Court of Appeals of Texas, Fifth District, Dallas
Aug 12, 2011
No. 05-10-01023-CV (Tex. App. Aug. 12, 2011)

Opinion

No. 05-10-01023-CV

Opinion Filed August 12, 2011.

On Appeal from the County Court at Law No. 2, Dallas County, Texas, Trial Court Cause No. CC-10-02454-B.

Before Justices BRIDGES, LANG-MIERS, and MURPHY.


MEMORANDUM OPINION


Greg Cunningham appeals from the judgment rendered in a forcible-detainer action awarding possession, damages, and attorney's fees to the commercial landlord Bobby H. Anglin. In three of Cunningham's four issues, he contends the trial court allowed him insufficient time to prepare for trial. In his fourth issue, Cunningham challenges the damage award, which he contends ignores the express terms of the lease. We sustain the fourth issue and reverse and remand the case for a new trial on damages. The judgment otherwise is affirmed.

Background

Cunningham's commercial lease expired in February 2004. He then became a month-to-month holdover tenant pursuant to the lease terms, paying $1,800 per month rental. In September 2009, Anglin sent a letter to Cunningham informing him that his lease would be updated and his rent would be "adjusted slightly." The parties engaged in negotiations for a new written lease, but no agreement was reached. During this time, a dispute arose over whether Cunningham had paid Anglin for rent due in November 2009; Cunningham maintained he paid the rent, but Anglin claimed the check received was for separate rental property and was applied to rental due on that property. The parties did not resolve their dispute and, on November 24, 2009, Anglin invoiced Cunningham showing past-due rent for November 2009 at $1,800. The invoice included rent due December 1, 2009 in the amount of $2,200 based on a "1-year lease," for a total due of $4,000. At the bottom of the invoice was the following notice:

Reminder: We have not received your signed lease determining your contract period. Therefore, we will begin collecting rent, based on a 1-year lease, beginning December 1, 2009. Please note that a partial payment cannot be accepted.
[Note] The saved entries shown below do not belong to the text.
use anyhow::anyhow;
use std::error::Error as StdError;
use std::io::ErrorKind;

fn error_chain_matches(
    err: &(dyn StdError + 'static),
    kind: ErrorKind,
    needle: &str,
) -> bool {
    let mut current: Option<&(dyn StdError + 'static)> = Some(err);
    while let Some(source) = current {
        if let Some(io_err) = source.downcast_ref::<std::io::Error>()
            && io_err.kind() == kind
        {
            return true;
        }

        if source.to_string().to_ascii_lowercase().contains(needle) {
            return true;
        }

        current = source.source();
    }

    false
}

fn error_chain_has_connection_refused(err: &(dyn StdError + 'static)) -> bool {
    error_chain_matches(err, ErrorKind::ConnectionRefused, "connection refused")
}

fn error_chain_has_timeout(err: &(dyn StdError + 'static)) -> bool {
    error_chain_matches(err, ErrorKind::TimedOut, "timed out")
}

/// Turns a transport failure into a message that names the knob to turn.
pub(crate) fn model_api_request_error(
    err: reqwest::Error,
    api_url: &str,
    timeout_secs: Option<u64>,
) -> anyhow::Error {
    if err.is_timeout() || error_chain_has_timeout(&err) {
        let after = timeout_secs
            .map(|secs| format!(" after {secs}s"))
            .unwrap_or_default();
        return anyhow!(
            "Model request timed out{} while calling '{}'. \
             Set MODEL_TIMEOUT_SECS or check model responsiveness.",
            after,
            api_url
        );
    }

    if err.is_connect() {
        if error_chain_has_connection_refused(&err) {
            return anyhow!(
                "Connection refused by model API at '{}'. \
                 Ensure Ollama is running and OLLAMA_HOST is correct.",
                api_url
            );
        }

        return anyhow!(
            "Failed to connect to model API at '{}'. \
             Check OLLAMA_HOST and network connectivity.",
            api_url
        );
    }

    anyhow!("Failed to call model API at '{}': {}", api_url, err)
}
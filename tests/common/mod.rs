#![allow(dead_code)]

use serde_json::Value;
use std::fs;
use std::io::{ErrorKind, Read, Write};
use std::net::{SocketAddr, TcpListener, TcpStream};
use std::path::{Path, PathBuf};
use std::process::{Command, Output};
use std::thread::{self, JoinHandle};
use std::time::{Duration, Instant, SystemTime, UNIX_EPOCH};

const ACCEPT_DEADLINE: Duration = Duration::from_secs(15);

#[derive(Debug, Clone)]
pub struct CapturedRequest {
    pub path: String,
    pub body: Value,
}

#[derive(Debug, Clone)]
pub struct CannedResponse {
    pub status: &'static str,
    pub content_type: &'static str,
    pub body: String,
}

impl CannedResponse {
    pub fn json(body: Value) -> Self {
        Self {
            status: "200 OK",
            content_type: "application/json",
            body: body.to_string(),
        }
    }

    pub fn ndjson(chunks: &[Value]) -> Self {
        let body = chunks
            .iter()
            .map(|chunk| format!("{chunk}\n"))
            .collect::<String>();
        Self {
            status: "200 OK",
            content_type: "application/x-ndjson",
            body,
        }
    }

    pub fn status(status: &'static str, body: Value) -> Self {
        Self {
            status,
            content_type: "application/json",
            body: body.to_string(),
        }
    }
}

/// A one-connection-per-response stand-in for an Ollama server.
pub struct MockOllama {
    pub addr: SocketAddr,
    handle: JoinHandle<Vec<CapturedRequest>>,
}

impl MockOllama {
    pub fn serve(responses: Vec<CannedResponse>) -> Self {
        let listener = TcpListener::bind("127.0.0.1:0").expect("bind should succeed");
        listener
            .set_nonblocking(true)
            .expect("listener should become non-blocking");
        let addr = listener.local_addr().expect("address should be available");

        let handle = thread::spawn(move || {
            let mut captured = Vec::new();
            for response in responses {
                let Some(mut stream) = accept_before_deadline(&listener) else {
                    break;
                };
                captured.push(read_request(&mut stream));
                write_response(&mut stream, &response);
            }
            captured
        });

        Self { addr, handle }
    }

    pub fn base_url(&self) -> String {
        format!("http://{}", self.addr)
    }

    pub fn finish(self) -> Vec<CapturedRequest> {
        self.handle.join().expect("mock server thread should join")
    }
}

fn accept_before_deadline(listener: &TcpListener) -> Option<TcpStream> {
    let started = Instant::now();
    loop {
        match listener.accept() {
            Ok((stream, _)) => {
                stream
                    .set_nonblocking(false)
                    .expect("stream should become blocking");
                stream
                    .set_read_timeout(Some(Duration::from_secs(5)))
                    .expect("read timeout should apply");
                return Some(stream);
            }
            Err(err) if err.kind() == ErrorKind::WouldBlock => {
                if started.elapsed() > ACCEPT_DEADLINE {
                    return None;
                }
                thread::sleep(Duration::from_millis(10));
            }
            Err(err) => panic!("accept failed: {err}"),
        }
    }
}

fn find_header_end(buf: &[u8]) -> Option<usize> {
    buf.windows(4).position(|window| window == b"\r\n\r\n")
}

fn read_request(stream: &mut TcpStream) -> CapturedRequest {
    let mut buf = Vec::new();
    let mut chunk = [0u8; 4096];

    let header_end = loop {
        if let Some(pos) = find_header_end(&buf) {
            break pos;
        }
        let read = stream.read(&mut chunk).expect("request should be readable");
        assert!(read > 0, "client closed before sending headers");
        buf.extend_from_slice(&chunk[..read]);
    };

    let head = String::from_utf8_lossy(&buf[..header_end]).into_owned();
    let path = head
        .lines()
        .next()
        .and_then(|line| line.split_whitespace().nth(1))
        .unwrap_or_default()
        .to_string();
    let content_length = head
        .lines()
        .filter_map(|line| line.split_once(':'))
        .find(|(name, _)| name.trim().eq_ignore_ascii_case("content-length"))
        .and_then(|(_, value)| value.trim().parse::<usize>().ok())
        .unwrap_or(0);

    let body_start = header_end + 4;
    while buf.len() < body_start + content_length {
        let read = stream.read(&mut chunk).expect("body should be readable");
        assert!(read > 0, "client closed before sending body");
        buf.extend_from_slice(&chunk[..read]);
    }

    let body_bytes = &buf[body_start..body_start + content_length];
    let body = serde_json::from_slice(body_bytes).unwrap_or(Value::Null);
    CapturedRequest { path, body }
}

fn write_response(stream: &mut TcpStream, response: &CannedResponse) {
    let head = format!(
        "HTTP/1.1 {}\r\nContent-Type: {}\r\nContent-Length: {}\r\nConnection: close\r\n\r\n",
        response.status,
        response.content_type,
        response.body.len()
    );
    stream
        .write_all(head.as_bytes())
        .and_then(|_| stream.write_all(response.body.as_bytes()))
        .and_then(|_| stream.flush())
        .expect("response should be writable");
}

pub fn free_local_addr() -> SocketAddr {
    let listener = TcpListener::bind("127.0.0.1:0").expect("bind should succeed");
    let addr = listener.local_addr().expect("address should be available");
    drop(listener);
    addr
}

pub fn unique_temp_dir(suffix: &str) -> PathBuf {
    let stamp = SystemTime::now()
        .duration_since(UNIX_EPOCH)
        .expect("system clock should be after unix epoch")
        .as_nanos();
    let dir = std::env::temp_dir().join(format!(
        "refiner-{suffix}-{stamp}-{}",
        std::process::id()
    ));
    fs::create_dir_all(&dir).expect("failed to create temp directory");
    dir
}

pub fn write_config(dir: &Path, yaml: &str) -> PathBuf {
    let path = dir.join("config.yaml");
    fs::write(&path, yaml).expect("failed to write config");
    path
}

/// The binary with a predictable environment: quiet stderr logging and
/// no inherited endpoint or timeout settings.
pub fn refiner_command() -> Command {
    let mut cmd = Command::new(env!("CARGO_BIN_EXE_refiner"));
    cmd.env_remove("OLLAMA_HOST")
        .env_remove("MODEL_TIMEOUT_SECS")
        .env_remove("LOG_FILE_PATH")
        .env("RUST_LOG", "off")
        .env("LOG_OUTPUT", "stderr")
        .env("LOG_FORMAT", "pretty");
    cmd
}

pub fn run(cmd: &mut Command) -> Output {
    cmd.output().expect("failed to run refiner binary")
}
Cunningham did not pay the $1,800 claimed for November, but paid $2,200 in rent under protest for December and again in January. In February, Cunningham tendered only $1,000, which was refused as a partial payment.

After refusing the $1,000 payment in February, Anglin sent Cunningham a letter dated February 9, 2010, in which he claimed the November and February payments were due and the balance owing was $4,200. The letter contained the following notice:

YOU ARE NOT COMPLYING WITH THE TERMS OF THE AGREEMENT FOR THE PROPERTY NOTED ABOVE. UNLESS YOU TAKE THE ACTION SPECIFIED IN THIS NOTICE BY MARCH 11, 2010 THE OWNER HAS THE RIGHT TO TAKE POSSESSION OF YOUR RENTAL PROPERTY.

Cunningham did not make the requested payment. On March 12, 2010, Anglin delivered two letters: one notified Cunningham the lease was terminated; the second letter was a "NOTICE TO VACATE FOR NONPAYMENT OF RENT AND DEMAND FOR POSSESSION," giving Cunningham until midnight, March 18, 2010 to vacate the premises. The second notice warned of legal action if Cunningham failed to vacate.

On March 22, 2010, Anglin filed a forcible-detainer action against Cunningham in the justice court. On April 1, the justice of the peace rendered judgment for Anglin and against Cunningham for possession of the premises, unpaid rent, interest, and costs. Cunningham filed his de novo appeal with the county court on April 5, and the justice court's transcript was complete on April 9. Thereafter, on April 19, the county court notified the parties of a May 13 trial date.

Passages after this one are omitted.